Alguns métodos de impressão digital por PCR têm alto poder discriminativo e podem ser usados para identificar relacionamentos genéticos entre indivíduos, tais como filiação ou colateralidade, e são usados em teste de paternidade. Essa técnica também pode ser usada para determinar a relação evolutiva entre os organismos.


AMPLIFICAÇÃO E QUANTIDADE DE DNA

Porque a PCR amplifica as regiões do DNA que estão alvejadas, a PCR pode ser usada para analisar quantidades extremamente pequenas de amostra. Isso é freqüentemente decisivo para análises forenses, quando somente um vestígio de quantidade de DNA é avaliável como evidência. A PCR também pode ser usada nas análises de DNA ancestral que têm milhares de anos. Essas técnicas baseadas na PCR têm sido bem sucedidamente utilizadas em animais, tais como o mamute de quarenta milhões de anos, e também no DNA humano, em aplicações que se estendem de análises das múmias do antigo Egito à indentificação do Tsar Russo.

Métodos quantitativos de PCR permitem a estimação da quantidade de uma dada seqüência presente em uma amostra – uma técnica freqüentemente aplicada para determinar níveis de expressão gênica quantitativamente. A PCR de tempo real é uma ferramenta estabelecida para a quantificação do DNA que mensura a acumulação do produto de DNA após cada rodada de amplificação da PCR.


A PCR NO DIAGNÓSTICO DAS DOENÇAS

A PCR permite o diagnóstico precoce de doenças malignas tais como leucemia e linfomas, que correntemente é o diagnóstico mais desenvolvido nas pesquisas sobre câncer e está realmente sendo usado rotineiramente.
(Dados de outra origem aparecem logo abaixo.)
//! Node arena and node kinds.
//!
//! Children are referenced by `NodeIndex`. Optional children use
//! `NodeIndex::NONE` rather than `Option` so that node payloads stay small and
//! uniform across kinds.

use crate::type_ref::TypeRef;
use serde::Serialize;
use stc_common::SourcePos;

/// Index of a node in a `NodeArena`.
#[derive(Clone, Copy, Debug, PartialEq, Eq, Hash, PartialOrd, Ord, Serialize)]
pub struct NodeIndex(pub u32);

impl NodeIndex {
    pub const NONE: Self = Self(u32::MAX);

    #[inline]
    #[must_use]
    pub const fn is_none(self) -> bool {
        self.0 == u32::MAX
    }

    #[inline]
    #[must_use]
    pub const fn is_some(self) -> bool {
        self.0 != u32::MAX
    }
}

/// Literal payloads.
///
/// Arbitrary precision values keep their source text; the checker only needs
/// their type.
#[derive(Clone, Debug, PartialEq)]
pub enum LiteralValue {
    /// Integer literal without suffix: `int` if it fits, `long` otherwise.
    Integer(i64),
    /// Integer literal with an `L` suffix.
    Long(i64),
    /// Integer literal with a `G` suffix or too large for `long`.
    BigInteger(String),
    /// Decimal literal without suffix (`1.5`), typed as `BigDecimal`.
    Decimal(String),
    Double(f64),
    Float(f32),
    String(String),
    Char(char),
    Bool(bool),
    Null,
}

#[derive(Clone, Copy, Debug, PartialEq, Eq, Hash)]
pub enum BinaryOp {
    Assign,
    PlusAssign,
    MinusAssign,
    MultiplyAssign,
    DivideAssign,
    ModAssign,
    PowerAssign,
    LeftShiftAssign,
    RightShiftAssign,
    BitAndAssign,
    BitOrAssign,
    BitXorAssign,
    ElvisAssign,

    Plus,
    Minus,
    Multiply,
    Divide,
    IntDivide,
    Mod,
    Power,
    LeftShift,
    RightShift,
    UnsignedRightShift,
    BitAnd,
    BitOr,
    BitXor,

    Equal,
    NotEqual,
    Identical,
    NotIdentical,
    Less,
    LessEqual,
    Greater,
    GreaterEqual,
    Spaceship,
    RegexFind,
    RegexMatch,

    And,
    Or,
    InstanceOf,
    NotInstanceOf,
    In,
    NotIn,
    Index,
}

impl BinaryOp {
    /// Source text of the operator, used in diagnostics.
    #[must_use]
    pub const fn text(self) -> &'static str {
        match self {
            Self::Assign => "=",
            Self::PlusAssign => "+=",
            Self::MinusAssign => "-=",
            Self::MultiplyAssign => "*=",
            Self::DivideAssign => "/=",
            Self::ModAssign => "%=",
            Self::PowerAssign => "**=",
            Self::LeftShiftAssign => "<<=",
            Self::RightShiftAssign => ">>=",
            Self::BitAndAssign => "&=",
            Self::BitOrAssign => "|=",
            Self::BitXorAssign => "^=",
            Self::ElvisAssign => "?=",
            Self::Plus => "+",
            Self::Minus => "-",
            Self::Multiply => "*",
            Self::Divide => "/",
            Self::IntDivide => "intdiv",
            Self::Mod => "%",
            Self::Power => "**",
            Self::LeftShift => "<<",
            Self::RightShift => ">>",
            Self::UnsignedRightShift => ">>>",
            Self::BitAnd => "&",
            Self::BitOr => "|",
            Self::BitXor => "^",
            Self::Equal => "==",
            Self::NotEqual => "!=",
            Self::Identical => "===",
            Self::NotIdentical => "!==",
            Self::Less => "<",
            Self::LessEqual => "<=",
            Self::Greater => ">",
            Self::GreaterEqual => ">=",
            Self::Spaceship => "<=>",
            Self::RegexFind => "=~",
            Self::RegexMatch => "==~",
            Self::And => "&&",
            Self::Or => "||",
            Self::InstanceOf => "instanceof",
            Self::NotInstanceOf => "!instanceof",
            Self::In => "in",
            Self::NotIn => "!in",
            Self::Index => "[]",
        }
    }

    /// Whether this is `=` or one of the compound assignment operators.
    #[must_use]
    pub const fn is_assignment(self) -> bool {
        matches!(
            self,
            Self::Assign
                | Self::PlusAssign
                | Self::MinusAssign
                | Self::MultiplyAssign
                | Self::DivideAssign
                | Self::ModAssign
                | Self::PowerAssign
                | Self::LeftShiftAssign
                | Self::RightShiftAssign
                | Self::BitAndAssign
                | Self::BitOrAssign
                | Self::BitXorAssign
                | Self::ElvisAssign
        )
    }

    /// The operator a compound assignment applies before storing.
    #[must_use]
    pub const fn compound_base(self) -> Option<Self> {
        Some(match self {
            Self::PlusAssign => Self::Plus,
            Self::MinusAssign => Self::Minus,
            Self::MultiplyAssign => Self::Multiply,
            Self::DivideAssign => Self::Divide,
            Self::ModAssign => Self::Mod,
            Self::PowerAssign => Self::Power,
            Self::LeftShiftAssign => Self::LeftShift,
            Self::RightShiftAssign => Self::RightShift,
            Self::BitAndAssign => Self::BitAnd,
            Self::BitOrAssign => Self::BitOr,
            Self::BitXorAssign => Self::BitXor,
            _ => return None,
        })
    }

    #[must_use]
    pub const fn is_comparison(self) -> bool {
        matches!(
            self,
            Self::Equal
                | Self::NotEqual
                | Self::Identical
                | Self::NotIdentical
                | Self::Less
                | Self::LessEqual
                | Self::Greater
                | Self::GreaterEqual
        )
    }

    /// Conventional method name an operator dispatches to.
    #[must_use]
    pub const fn method_name(self) -> Option<&'static str> {
        Some(match self {
            Self::Plus => "plus",
            Self::Minus => "minus",
            Self::Multiply => "multiply",
            Self::Divide => "div",
            Self::IntDivide => "intdiv",
            Self::Mod => "mod",
            Self::Power => "power",
            Self::LeftShift => "leftShift",
            Self::RightShift => "rightShift",
            Self::UnsignedRightShift => "rightShiftUnsigned",
            Self::BitAnd => "and",
            Self::BitOr => "or",
            Self::BitXor => "xor",
            Self::Equal | Self::NotEqual => "equals",
            Self::Less
            | Self::LessEqual
            | Self::Greater
            | Self::GreaterEqual
            | Self::Spaceship => "compareTo",
            Self::Index => "getAt",
            Self::In | Self::NotIn => "isCase",
            _ => return None,
        })
    }
}

#[derive(Clone, Copy, Debug, PartialEq, Eq, Hash)]
pub enum UnaryOp {
    Not,
    Minus,
    Plus,
    BitwiseNegate,
    PrefixIncrement,
    PrefixDecrement,
    PostfixIncrement,
    PostfixDecrement,
}

impl UnaryOp {
    #[must_use]
    pub const fn text(self) -> &'static str {
        match self {
            Self::Not => "!",
            Self::Minus => "-",
            Self::Plus => "+",
            Self::BitwiseNegate => "~",
            Self::PrefixIncrement | Self::PostfixIncrement => "++",
            Self::PrefixDecrement | Self::PostfixDecrement => "--",
        }
    }

    #[must_use]
    pub const fn is_increment_or_decrement(self) -> bool {
        matches!(
            self,
            Self::PrefixIncrement
                | Self::PrefixDecrement
                | Self::PostfixIncrement
                | Self::PostfixDecrement
        )
    }
}

/// A method or closure parameter.
#[derive(Clone, Debug, PartialEq)]
pub struct Param {
    pub name: String,
    /// `None` for untyped (`def`) parameters.
    pub ty: Option<TypeRef>,
    /// Default value expression, or `NodeIndex::NONE`.
    pub default: NodeIndex,
}

/// A generic parameter declaration (`T extends Number`).
#[derive(Clone, Debug, PartialEq)]
pub struct TypeParamDecl {
    pub name: String,
    pub upper_bounds: Vec<TypeRef>,
    pub lower_bound: Option<TypeRef>,
}

#[derive(Clone, Debug, PartialEq)]
pub struct FieldDecl {
    pub name: String,
    pub ty: Option<TypeRef>,
    pub init: NodeIndex,
    pub is_static: bool,
    /// Fields declared without a visibility modifier become properties.
    pub is_property: bool,
    pub is_final: bool,
    pub pos: SourcePos,
}

#[derive(Clone, Debug, PartialEq)]
pub struct SwitchCase {
    /// Case expressions; empty for `default:`.
    pub values: Vec<NodeIndex>,
    pub body: NodeIndex,
}

#[derive(Clone, Debug, PartialEq)]
pub struct CatchClause {
    /// More than one type for a multi-catch (`catch (A | B e)`).
    pub types: Vec<TypeRef>,
    pub name: String,
    pub body: NodeIndex,
}

/// All node kinds the checker understands.
#[derive(Clone, Debug, PartialEq)]
pub enum NodeKind {
    // Expressions
    Literal(LiteralValue),
    GString {
        parts: Vec<NodeIndex>,
    },
    Variable {
        name: String,
    },
    This,
    Super,
    Binary {
        op: BinaryOp,
        left: NodeIndex,
        right: NodeIndex,
    },
    Unary {
        op: UnaryOp,
        operand: NodeIndex,
    },
    Ternary {
        condition: NodeIndex,
        when_true: NodeIndex,
        when_false: NodeIndex,
    },
    Elvis {
        value: NodeIndex,
        fallback: NodeIndex,
    },
    Cast {
        target: TypeRef,
        expr: NodeIndex,
        /// `x as T` rather than `(T) x`.
        coerce: bool,
    },
    ClassLiteral {
        ty: TypeRef,
    },
    MethodCall {
        /// `NodeIndex::NONE` for an implicit receiver.
        receiver: NodeIndex,
        name: String,
        args: Vec<NodeIndex>,
        safe: bool,
        spread: bool,
    },
    ConstructorCall {
        ty: TypeRef,
        args: Vec<NodeIndex>,
    },
    Property {
        /// `NodeIndex::NONE` for an implicit receiver.
        receiver: NodeIndex,
        name: String,
        safe: bool,
        spread: bool,
    },
    Closure {
        /// `None` when no parameter list is written (implicit `it`).
        params: Option<Vec<Param>>,
        body: NodeIndex,
    },
    ListLiteral {
        elements: Vec<NodeIndex>,
    },
    MapLiteral {
        entries: Vec<(NodeIndex, NodeIndex)>,
    },
    Range {
        from: NodeIndex,
        to: NodeIndex,
        exclusive: bool,
    },

    // Statements
    Block {
        statements: Vec<NodeIndex>,
    },
    ExpressionStatement {
        expr: NodeIndex,
    },
    VariableDecl {
        name: String,
        /// `None` for `def`.
        ty: Option<TypeRef>,
        init: NodeIndex,
    },
    If {
        condition: NodeIndex,
        then_branch: NodeIndex,
        else_branch: NodeIndex,
    },
    While {
        condition: NodeIndex,
        body: NodeIndex,
    },
    DoWhile {
        body: NodeIndex,
        condition: NodeIndex,
    },
    For {
        init: NodeIndex,
        condition: NodeIndex,
        update: NodeIndex,
        body: NodeIndex,
    },
    ForIn {
        var_name: String,
        var_type: Option<TypeRef>,
        iterable: NodeIndex,
        body: NodeIndex,
    },
    Switch {
        subject: NodeIndex,
        cases: Vec<SwitchCase>,
    },
    TryCatch {
        body: NodeIndex,
        catches: Vec<CatchClause>,
        finally: NodeIndex,
    },
    Return {
        expr: NodeIndex,
    },
    Throw {
        expr: NodeIndex,
    },
    Break,
    Continue,

    // Declarations
    Method {
        name: String,
        type_params: Vec<TypeParamDecl>,
        params: Vec<Param>,
        /// `None` for `def` methods whose return type is inferred.
        return_type: Option<TypeRef>,
        body: NodeIndex,
        is_static: bool,
        is_abstract: bool,
        /// Body excluded from checking (`@TypeChecked(SKIP)`).
        skip_checking: bool,
    },
    Constructor {
        params: Vec<Param>,
        body: NodeIndex,
    },
    Class {
        name: String,
        is_interface: bool,
        is_abstract: bool,
        type_params: Vec<TypeParamDecl>,
        super_class: Option<TypeRef>,
        interfaces: Vec<TypeRef>,
        fields: Vec<FieldDecl>,
        /// `Method` and `Constructor` nodes.
        members: Vec<NodeIndex>,
        /// Name of the lexically enclosing class for inner classes.
        outer: Option<String>,
    },
    CompilationUnit {
        classes: Vec<NodeIndex>,
        /// Top-level script statements (a `Block`), or `NodeIndex::NONE`.
        script: NodeIndex,
    },
}

impl NodeKind {
    /// Whether this kind produces a value.
    #[must_use]
    pub const fn is_expression(&self) -> bool {
        matches!(
            self,
            Self::Literal(_)
                | Self::GString { .. }
                | Self::Variable { .. }
                | Self::This
                | Self::Super
                | Self::Binary { .. }
                | Self::Unary { .. }
                | Self::Ternary { .. }
                | Self::Elvis { .. }
                | Self::Cast { .. }
                | Self::ClassLiteral { .. }
                | Self::MethodCall { .. }
                | Self::ConstructorCall { .. }
                | Self::Property { .. }
                | Self::Closure { .. }
                | Self::ListLiteral { .. }
                | Self::MapLiteral { .. }
                | Self::Range { .. }
        )
    }
}

/// A node: its kind plus its source position.
#[derive(Clone, Debug, PartialEq)]
pub struct Node {
    pub kind: NodeKind,
    pub pos: SourcePos,
}

/// Flat storage for every node of a compilation unit.
#[derive(Clone, Debug, Default)]
pub struct NodeArena {
    nodes: Vec<Node>,
}

impl NodeArena {
    #[must_use]
    pub fn new() -> Self {
        Self::default()
    }

    #[must_use]
    pub fn with_capacity(capacity: usize) -> Self {
        Self {
            nodes: Vec::with_capacity(capacity),
        }
    }

    pub fn add(&mut self, kind: NodeKind, pos: SourcePos) -> NodeIndex {
        let index = NodeIndex(self.nodes.len() as u32);
        self.nodes.push(Node { kind, pos });
        index
    }

    #[inline]
    #[must_use]
    pub fn get(&self, index: NodeIndex) -> Option<&Node> {
        if index.is_none() {
            return None;
        }
        self.nodes.get(index.0 as usize)
    }

    #[inline]
    #[must_use]
    pub fn kind(&self, index: NodeIndex) -> Option<&NodeKind> {
        self.get(index).map(|node| &node.kind)
    }

    /// Source position of a node; synthetic for `NONE` or unknown indices.
    #[inline]
    #[must_use]
    pub fn pos(&self, index: NodeIndex) -> SourcePos {
        self.get(index)
            .map_or(SourcePos::SYNTHETIC, |node| node.pos)
    }

    #[must_use]
    pub fn len(&self) -> usize {
        self.nodes.len()
    }

    #[must_use]
    pub fn is_empty(&self) -> bool {
        self.nodes.is_empty()
    }

    /// Whether the node is a `null` literal.
    #[must_use]
    pub fn is_null_literal(&self, index: NodeIndex) -> bool {
        matches!(self.kind(index), Some(NodeKind::Literal(LiteralValue::Null)))
    }

    /// Whether the node is a closure literal.
    #[must_use]
    pub fn is_closure(&self, index: NodeIndex) -> bool {
        matches!(self.kind(index), Some(NodeKind::Closure { .. }))
    }
}

#[cfg(test)]
#[path = "tests/node_tests.rs"]
mod tests;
Ensaios de PCR podem ser desempenhados diretamente em amostras de DNA genômico para detectar trans-locações específicas em células malignas numa sensitividade que é pelo menos 10.000 vezes maior que as de outros métodos.

A PCR também permite a identificação de microorganismos não cultiváveis ou de crescimento lento tais como as mycobactérias, bactérias anaeróbicas, ou viroses de ensaios em cultura tecidual e modelos animais. As bases para a aplicação da PCR em diagnóstico em microbiologia é a detecção de agentes infecciosos e a discriminação de faixas não-patogênicas de faixas patogênicas em virtude de genes específicos.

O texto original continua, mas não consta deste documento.